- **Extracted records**
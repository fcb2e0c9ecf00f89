//! Slot-machine reveal of a drawn number.
//!
//! While the reveal runs, random decoys flicker on the display. The gap
//! between decoys starts short and stretches out as the reveal nears its
//! end, then the real number is committed.

use std::time::Duration;

use rand::Rng;
use serde::Deserialize;

use crate::pool::BALL_COUNT;
use crate::scheduler::{Scheduler, TimerToken};

/// Shortest gap between two decoys.
pub const MIN_INTERVAL: Duration = Duration::from_millis(1);

/// Timing curve of the reveal: `interval = base + span * progress^exponent`.
#[derive(Debug, Clone, Copy, PartialEq, Deserialize)]
#[serde(default)]
pub struct RevealTiming {
    pub duration_ms: u64,
    pub base_interval_ms: f64,
    pub interval_span_ms: f64,
    pub easing_exponent: f64,
}

impl Default for RevealTiming {
    fn default() -> Self {
        Self {
            duration_ms: 3000,
            base_interval_ms: 35.0,
            interval_span_ms: 385.0,
            easing_exponent: 1.8,
        }
    }
}

impl RevealTiming {
    pub fn progress(&self, elapsed: Duration) -> f64 {
        if self.duration_ms == 0 {
            return 1.0;
        }
        elapsed.as_secs_f64() * 1000.0 / self.duration_ms as f64
    }

    /// Delay before the next decoy at the given progress. Never shorter
    /// than [`MIN_INTERVAL`].
    pub fn interval(&self, progress: f64) -> Duration {
        let p = progress.clamp(0.0, 1.0);
        let ms = self.base_interval_ms + self.interval_span_ms * p.powf(self.easing_exponent);
        if !ms.is_finite() {
            return MIN_INTERVAL;
        }
        Duration::from_micros((ms * 1000.0).round() as u64).max(MIN_INTERVAL)
    }
}

#[derive(Debug, Clone, Copy, PartialEq, Eq, Default)]
pub enum AnimationState {
    #[default]
    Idle,
    Running {
        target: u8,
        current_display: u8,
        elapsed_ms: u64,
    },
}

/// Receives what the reveal wants shown.
pub trait RevealObserver {
    fn on_tick(&mut self, value: u8);
    fn on_complete(&mut self, target: u8);
}

/// Revokes one particular reveal. Stale handles do nothing.
#[derive(Debug, Clone, Copy, PartialEq, Eq)]
pub struct CancelHandle {
    generation: u64,
}

#[derive(Debug, Default)]
pub struct RevealAnimator {
    timing: RevealTiming,
    state: AnimationState,
    started_at: Duration,
    pending: Option<TimerToken>,
    generation: u64,
}

impl RevealAnimator {
    pub fn new(timing: RevealTiming) -> Self {
        Self {
            timing,
            ..Self::default()
        }
    }

    pub fn state(&self) -> AnimationState {
        self.state
    }

    pub fn is_running(&self) -> bool {
        matches!(self.state, AnimationState::Running { .. })
    }

    /// Begin revealing `target`. The first decoy is emitted before this
    /// returns.
    ///
    /// Only one reveal runs at a time; a reveal still in flight is cancelled
    /// first and never completes.
    pub fn start_reveal<S, R, O>(
        &mut self,
        target: u8,
        scheduler: &mut S,
        rng: &mut R,
        observer: &mut O,
    ) -> CancelHandle
    where
        S: Scheduler,
        R: Rng,
        O: RevealObserver,
    {
        if self.is_running() {
            tracing::warn!("reveal started while another was running; cancelling the old one");
            self.cancel(CancelHandle { generation: self.generation }, scheduler);
        }

        self.generation += 1;
        self.started_at = scheduler.now();
        tracing::debug!(number = target, generation = self.generation, "reveal started");
        self.step(target, scheduler, rng, observer);

        CancelHandle {
            generation: self.generation,
        }
    }

    /// Route a fired timer back into the animation. Returns false when the
    /// token does not belong to the running reveal.
    pub fn on_timer<S, R, O>(
        &mut self,
        token: TimerToken,
        scheduler: &mut S,
        rng: &mut R,
        observer: &mut O,
    ) -> bool
    where
        S: Scheduler,
        R: Rng,
        O: RevealObserver,
    {
        if self.pending != Some(token) {
            return false;
        }
        self.pending = None;

        match self.state {
            AnimationState::Running { target, .. } => {
                self.step(target, scheduler, rng, observer);
                true
            }
            AnimationState::Idle => false,
        }
    }

    /// Stop the reveal identified by `handle`. `on_complete` will not be
    /// called for it afterwards.
    pub fn cancel<S: Scheduler>(&mut self, handle: CancelHandle, scheduler: &mut S) -> bool {
        if handle.generation != self.generation || !self.is_running() {
            return false;
        }
        if let Some(token) = self.pending.take() {
            scheduler.cancel(token);
        }
        self.state = AnimationState::Idle;
        tracing::debug!(generation = handle.generation, "reveal cancelled");
        true
    }

    fn step<S, R, O>(&mut self, target: u8, scheduler: &mut S, rng: &mut R, observer: &mut O)
    where
        S: Scheduler,
        R: Rng,
        O: RevealObserver,
    {
        let elapsed = scheduler.now().saturating_sub(self.started_at);
        let progress = self.timing.progress(elapsed);

        if progress >= 1.0 {
            self.state = AnimationState::Idle;
            tracing::debug!(number = target, elapsed_ms = elapsed.as_millis() as u64, "reveal complete");
            observer.on_complete(target);
            return;
        }

        // Decoys may repeat drawn numbers or the target itself.
        let decoy = rng.random_range(1..=BALL_COUNT);
        self.state = AnimationState::Running {
            target,
            current_display: decoy,
            elapsed_ms: elapsed.as_millis() as u64,
        };
        observer.on_tick(decoy);
        self.pending = Some(scheduler.schedule(self.timing.interval(progress)));
    }
}

#[cfg(test)]
mod tests {
    use super::*;
    use crate::scheduler::TimerQueue;
    use rand::SeedableRng;
    use rand_chacha::ChaCha8Rng;

    #[derive(Debug, PartialEq)]
    enum Event {
        Tick(u8),
        Complete(u8),
    }

    #[derive(Default)]
    struct Recorder {
        events: Vec<(Duration, Event)>,
        now: Duration,
    }

    impl RevealObserver for Recorder {
        fn on_tick(&mut self, value: u8) {
            self.events.push((self.now, Event::Tick(value)));
        }

        fn on_complete(&mut self, target: u8) {
            self.events.push((self.now, Event::Complete(target)));
        }
    }

    fn run_to_end(
        animator: &mut RevealAnimator,
        timers: &mut TimerQueue,
        rng: &mut ChaCha8Rng,
        recorder: &mut Recorder,
    ) {
        while let Some(token) = timers.fire_next() {
            recorder.now = timers.now();
            animator.on_timer(token, timers, rng, recorder);
        }
    }

    #[test]
    fn test_reveal_completes_once_with_target() {
        let mut animator = RevealAnimator::new(RevealTiming::default());
        let mut timers = TimerQueue::new();
        let mut rng = ChaCha8Rng::seed_from_u64(42);
        let mut recorder = Recorder::default();

        animator.start_reveal(42, &mut timers, &mut rng, &mut recorder);
        assert!(animator.is_running());
        run_to_end(&mut animator, &mut timers, &mut rng, &mut recorder);

        let completes: Vec<_> = recorder
            .events
            .iter()
            .filter(|(_, e)| matches!(e, Event::Complete(_)))
            .collect();
        assert_eq!(completes.len(), 1);
        assert_eq!(recorder.events.last().map(|(_, e)| e), Some(&Event::Complete(42)));
        assert_eq!(animator.state(), AnimationState::Idle);
        assert!(timers.is_empty());
    }

    #[test]
    fn test_decoys_stop_at_duration() {
        let timing = RevealTiming::default();
        let mut animator = RevealAnimator::new(timing);
        let mut timers = TimerQueue::new();
        let mut rng = ChaCha8Rng::seed_from_u64(3);
        let mut recorder = Recorder::default();

        animator.start_reveal(7, &mut timers, &mut rng, &mut recorder);
        run_to_end(&mut animator, &mut timers, &mut rng, &mut recorder);

        let duration = Duration::from_millis(timing.duration_ms);
        let (ticks, complete): (Vec<_>, Vec<_>) = recorder
            .events
            .iter()
            .partition(|(_, e)| matches!(e, Event::Tick(_)));
        assert!(ticks.len() > 10);
        assert!(ticks.iter().all(|(at, _)| *at < duration));
        assert!(ticks
            .iter()
            .all(|(_, e)| matches!(e, Event::Tick(n) if (1..=BALL_COUNT).contains(n))));
        assert!(complete[0].0 >= duration);
    }

    #[test]
    fn test_cancel_prevents_completion() {
        let mut animator = RevealAnimator::new(RevealTiming::default());
        let mut timers = TimerQueue::new();
        let mut rng = ChaCha8Rng::seed_from_u64(11);
        let mut recorder = Recorder::default();

        let handle = animator.start_reveal(5, &mut timers, &mut rng, &mut recorder);
        for _ in 0..5 {
            let token = timers.fire_next().unwrap();
            animator.on_timer(token, &mut timers, &mut rng, &mut recorder);
        }
        let ticks_before = recorder.events.len();

        assert!(animator.cancel(handle, &mut timers));
        assert_eq!(animator.state(), AnimationState::Idle);
        assert!(timers.is_empty());

        timers.advance_by(Duration::from_millis(10_000));
        run_to_end(&mut animator, &mut timers, &mut rng, &mut recorder);
        assert_eq!(recorder.events.len(), ticks_before);
        assert!(!recorder
            .events
            .iter()
            .any(|(_, e)| matches!(e, Event::Complete(_))));
    }

    #[test]
    fn test_stale_handle_and_token_are_ignored() {
        let mut animator = RevealAnimator::new(RevealTiming::default());
        let mut timers = TimerQueue::new();
        let mut rng = ChaCha8Rng::seed_from_u64(8);
        let mut recorder = Recorder::default();

        let first = animator.start_reveal(1, &mut timers, &mut rng, &mut recorder);
        let stale_token = timers.fire_next().unwrap();
        animator.on_timer(stale_token, &mut timers, &mut rng, &mut recorder);
        assert!(!animator.on_timer(stale_token, &mut timers, &mut rng, &mut recorder));

        assert!(animator.cancel(first, &mut timers));
        assert!(!animator.cancel(first, &mut timers));

        let second = animator.start_reveal(2, &mut timers, &mut rng, &mut recorder);
        assert_ne!(first, second);
        assert!(!animator.cancel(first, &mut timers));
        assert!(animator.is_running());

        run_to_end(&mut animator, &mut timers, &mut rng, &mut recorder);
        assert_eq!(recorder.events.last().map(|(_, e)| e), Some(&Event::Complete(2)));
    }

    #[test]
    fn test_restart_cancels_previous_reveal() {
        let mut animator = RevealAnimator::new(RevealTiming::default());
        let mut timers = TimerQueue::new();
        let mut rng = ChaCha8Rng::seed_from_u64(21);
        let mut recorder = Recorder::default();

        animator.start_reveal(10, &mut timers, &mut rng, &mut recorder);
        animator.start_reveal(20, &mut timers, &mut rng, &mut recorder);
        assert_eq!(timers.len(), 1);
        run_to_end(&mut animator, &mut timers, &mut rng, &mut recorder);

        let completes: Vec<_> = recorder
            .events
            .iter()
            .filter_map(|(_, e)| match e {
                Event::Complete(n) => Some(*n),
                Event::Tick(_) => None,
            })
            .collect();
        assert_eq!(completes, vec![20]);
    }

    #[test]
    fn test_running_state_tracks_display_and_elapsed() {
        let mut animator = RevealAnimator::new(RevealTiming::default());
        let mut timers = TimerQueue::new();
        let mut rng = ChaCha8Rng::seed_from_u64(4);
        let mut recorder = Recorder::default();

        animator.start_reveal(33, &mut timers, &mut rng, &mut recorder);
        let token = timers.fire_next().unwrap();
        animator.on_timer(token, &mut timers, &mut rng, &mut recorder);

        match animator.state() {
            AnimationState::Running {
                target,
                current_display,
                elapsed_ms,
            } => {
                assert_eq!(target, 33);
                assert_eq!(recorder.events.last(), Some(&(Duration::ZERO, Event::Tick(current_display))));
                assert_eq!(elapsed_ms, 35);
            }
            AnimationState::Idle => panic!("reveal should still be running"),
        }
    }

    #[test]
    fn test_interval_grows_with_progress() {
        let timing = RevealTiming::default();
        assert_eq!(timing.interval(0.0), Duration::from_millis(35));
        assert_eq!(timing.interval(1.0), Duration::from_millis(420));

        let mut previous = Duration::ZERO;
        for i in 0..=100 {
            let interval = timing.interval(i as f64 / 100.0);
            assert!(interval >= previous);
            previous = interval;
        }
    }

    #[test]
    fn test_degenerate_curve_still_advances_clock() {
        let flat = RevealTiming {
            base_interval_ms: 0.0,
            interval_span_ms: 0.0,
            ..RevealTiming::default()
        };
        assert_eq!(flat.interval(0.5), MIN_INTERVAL);

        let nan = RevealTiming {
            easing_exponent: f64::NAN,
            ..RevealTiming::default()
        };
        assert_eq!(nan.interval(0.5), MIN_INTERVAL);

        // A reveal on the flat curve still finishes in a bounded number of steps
        let mut timers = TimerQueue::new();
        let mut rng = ChaCha8Rng::seed_from_u64(5);
        let mut recorder = Recorder::default();
        let mut animator = RevealAnimator::new(flat);
        animator.start_reveal(42, &mut timers, &mut rng, &mut recorder);
        timers.advance_to(Duration::from_millis(16));
        let mut fired = 0;
        while let Some(token) = timers.pop_due() {
            animator.on_timer(token, &mut timers, &mut rng, &mut recorder);
            fired += 1;
        }
        assert!(fired <= 16);
        assert!(animator.is_running());
    }

    #[test]
    fn test_zero_duration_completes_immediately() {
        let timing = RevealTiming {
            duration_ms: 0,
            ..RevealTiming::default()
        };
        let mut animator = RevealAnimator::new(timing);
        let mut timers = TimerQueue::new();
        let mut rng = ChaCha8Rng::seed_from_u64(0);
        let mut recorder = Recorder::default();

        animator.start_reveal(90, &mut timers, &mut rng, &mut recorder);
        assert_eq!(recorder.events, vec![(Duration::ZERO, Event::Complete(90))]);
        assert!(timers.is_empty());
    }
}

- **PROBLEM DESCRIPTION**
Search the entries for the word "TimerToken" and show every line that has it.

- **EXERCISE RESPONSE**
use crate::scheduler::{Scheduler, TimerToken};
    pending: Option<TimerToken>,
        token: TimerToken,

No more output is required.